▶ _Records to use_:
------------------------------------------------

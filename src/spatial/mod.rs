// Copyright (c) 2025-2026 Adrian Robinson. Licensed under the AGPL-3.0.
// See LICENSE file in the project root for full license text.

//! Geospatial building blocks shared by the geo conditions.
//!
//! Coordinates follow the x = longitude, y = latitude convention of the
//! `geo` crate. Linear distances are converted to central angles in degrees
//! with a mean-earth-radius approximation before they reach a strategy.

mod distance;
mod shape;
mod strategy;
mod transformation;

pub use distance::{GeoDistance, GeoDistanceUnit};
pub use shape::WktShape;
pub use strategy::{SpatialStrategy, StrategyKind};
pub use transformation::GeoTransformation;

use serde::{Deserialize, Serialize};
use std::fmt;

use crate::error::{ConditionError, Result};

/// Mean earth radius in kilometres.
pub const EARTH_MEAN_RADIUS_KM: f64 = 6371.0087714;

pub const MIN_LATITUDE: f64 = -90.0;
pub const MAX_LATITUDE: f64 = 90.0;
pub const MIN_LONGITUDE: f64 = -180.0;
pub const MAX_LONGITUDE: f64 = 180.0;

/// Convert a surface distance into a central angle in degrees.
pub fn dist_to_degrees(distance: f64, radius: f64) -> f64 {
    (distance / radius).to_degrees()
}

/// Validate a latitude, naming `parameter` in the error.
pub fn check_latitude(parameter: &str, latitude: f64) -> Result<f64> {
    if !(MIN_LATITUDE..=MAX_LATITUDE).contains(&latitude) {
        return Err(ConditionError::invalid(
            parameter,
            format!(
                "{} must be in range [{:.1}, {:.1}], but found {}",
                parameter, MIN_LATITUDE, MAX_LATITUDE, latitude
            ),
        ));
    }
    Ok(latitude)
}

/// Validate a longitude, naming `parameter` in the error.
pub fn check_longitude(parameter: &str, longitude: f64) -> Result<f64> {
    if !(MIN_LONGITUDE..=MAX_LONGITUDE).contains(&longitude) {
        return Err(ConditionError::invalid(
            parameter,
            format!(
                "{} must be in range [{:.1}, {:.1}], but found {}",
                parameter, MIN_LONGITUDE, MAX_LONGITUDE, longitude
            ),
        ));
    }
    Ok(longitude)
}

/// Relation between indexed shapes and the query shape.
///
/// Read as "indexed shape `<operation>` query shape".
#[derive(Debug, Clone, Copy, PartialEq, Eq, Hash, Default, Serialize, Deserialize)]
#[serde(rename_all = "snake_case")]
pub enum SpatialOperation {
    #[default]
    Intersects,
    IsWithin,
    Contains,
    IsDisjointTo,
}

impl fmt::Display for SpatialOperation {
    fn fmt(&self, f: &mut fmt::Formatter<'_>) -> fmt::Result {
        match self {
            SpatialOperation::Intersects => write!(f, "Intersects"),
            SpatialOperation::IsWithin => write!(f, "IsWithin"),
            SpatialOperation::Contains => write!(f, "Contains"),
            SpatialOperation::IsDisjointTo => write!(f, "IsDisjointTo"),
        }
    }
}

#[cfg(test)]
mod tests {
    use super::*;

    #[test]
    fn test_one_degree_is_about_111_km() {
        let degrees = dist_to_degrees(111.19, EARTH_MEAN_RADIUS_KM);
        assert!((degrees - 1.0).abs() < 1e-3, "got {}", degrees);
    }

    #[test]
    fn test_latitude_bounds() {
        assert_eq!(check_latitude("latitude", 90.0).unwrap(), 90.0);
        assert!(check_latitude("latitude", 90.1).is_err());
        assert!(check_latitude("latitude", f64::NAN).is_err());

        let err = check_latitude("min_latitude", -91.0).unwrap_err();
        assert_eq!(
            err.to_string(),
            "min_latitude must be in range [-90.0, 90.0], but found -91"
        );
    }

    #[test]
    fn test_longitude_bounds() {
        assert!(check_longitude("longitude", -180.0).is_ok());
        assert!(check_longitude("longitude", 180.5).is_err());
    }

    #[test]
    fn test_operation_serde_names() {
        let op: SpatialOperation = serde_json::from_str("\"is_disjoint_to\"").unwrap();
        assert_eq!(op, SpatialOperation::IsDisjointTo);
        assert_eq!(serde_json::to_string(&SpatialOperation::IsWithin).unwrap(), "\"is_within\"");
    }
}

------------------------------------------------

▶ _What needs to be done_: Output each entry precisely as given.

▶ _Reply to the task_:
filename src/spatial/mod.rs
// Copyright (c) 2025-2026 Adrian Robinson. Licensed under the AGPL-3.0.
// See LICENSE file in the project root for full license text.

//! Geospatial building blocks shared by the geo conditions.
//!
//! Coordinates follow the x = longitude, y = latitude convention of the
//! `geo` crate. Linear distances are converted to central angles in degrees
//! with a mean-earth-radius approximation before they reach a strategy.

mod distance;
mod shape;
mod strategy;
mod transformation;

pub use distance::{GeoDistance, GeoDistanceUnit};
pub use shape::WktShape;
pub use strategy::{SpatialStrategy, StrategyKind};
pub use transformation::GeoTransformation;

use serde::{Deserialize, Serialize};
use std::fmt;

use crate::error::{ConditionError, Result};

/// Mean earth radius in kilometres.
pub const EARTH_MEAN_RADIUS_KM: f64 = 6371.0087714;

pub const MIN_LATITUDE: f64 = -90.0;
pub const MAX_LATITUDE: f64 = 90.0;
pub const MIN_LONGITUDE: f64 = -180.0;
pub const MAX_LONGITUDE: f64 = 180.0;

/// Convert a surface distance into a central angle in degrees.
pub fn dist_to_degrees(distance: f64, radius: f64) -> f64 {
    (distance / radius).to_degrees()
}

/// Validate a latitude, naming `parameter` in the error.
pub fn check_latitude(parameter: &str, latitude: f64) -> Result<f64> {
    if !(MIN_LATITUDE..=MAX_LATITUDE).contains(&latitude) {
        return Err(ConditionError::invalid(
            parameter,
            format!(
                "{} must be in range [{:.1}, {:.1}], but found {}",
                parameter, MIN_LATITUDE, MAX_LATITUDE, latitude
            ),
        ));
    }
    Ok(latitude)
}

/// Validate a longitude, naming `parameter` in the error.
pub fn check_longitude(parameter: &str, longitude: f64) -> Result<f64> {
    if !(MIN_LONGITUDE..=MAX_LONGITUDE).contains(&longitude) {
        return Err(ConditionError::invalid(
            parameter,
            format!(
                "{} must be in range [{:.1}, {:.1}], but found {}",
                parameter, MIN_LONGITUDE, MAX_LONGITUDE, longitude
            ),
        ));
    }
    Ok(longitude)
}

/// Relation between indexed shapes and the query shape.
///
/// Read as "indexed shape `<operation>` query shape".
#[derive(Debug, Clone, Copy, PartialEq, Eq, Hash, Default, Serialize, Deserialize)]
#[serde(rename_all = "snake_case")]
pub enum SpatialOperation {
    #[default]
    Intersects,
    IsWithin,
    Contains,
    IsDisjointTo,
}

impl fmt::Display for SpatialOperation {
    fn fmt(&self, f: &mut fmt::Formatter<'_>) -> fmt::Result {
        match self {
            SpatialOperation::Intersects => write!(f, "Intersects"),
            SpatialOperation::IsWithin => write!(f, "IsWithin"),
            SpatialOperation::Contains => write!(f, "Contains"),
            SpatialOperation::IsDisjointTo => write!(f, "IsDisjointTo"),
        }
    }
}

#[cfg(test)]
mod tests {
    use super::*;

    #[test]
    fn test_one_degree_is_about_111_km() {
        let degrees = dist_to_degrees(111.19, EARTH_MEAN_RADIUS_KM);
        assert!((degrees - 1.0).abs() < 1e-3, "got {}", degrees);
    }

    #[test]
    fn test_latitude_bounds() {
        assert_eq!(check_latitude("latitude", 90.0).unwrap(), 90.0);
        assert!(check_latitude("latitude", 90.1).is_err());
        assert!(check_latitude("latitude", f64::NAN).is_err());

        let err = check_latitude("min_latitude", -91.0).unwrap_err();
        assert_eq!(
            err.to_string(),
            "min_latitude must be in range [-90.0, 90.0], but found -91"
        );
    }

    #[test]
    fn test_longitude_bounds() {
        assert!(check_longitude("longitude", -180.0).is_ok());
        assert!(check_longitude("longitude", 180.5).is_err());
    }

    #[test]
    fn test_operation_serde_names() {
        let op: SpatialOperation = serde_json::from_str("\"is_disjoint_to\"").unwrap();
        assert_eq!(op, SpatialOperation::IsDisjointTo);
        assert_eq!(serde_json::to_string(&SpatialOperation::IsWithin).unwrap(), "\"is_within\"");
    }
}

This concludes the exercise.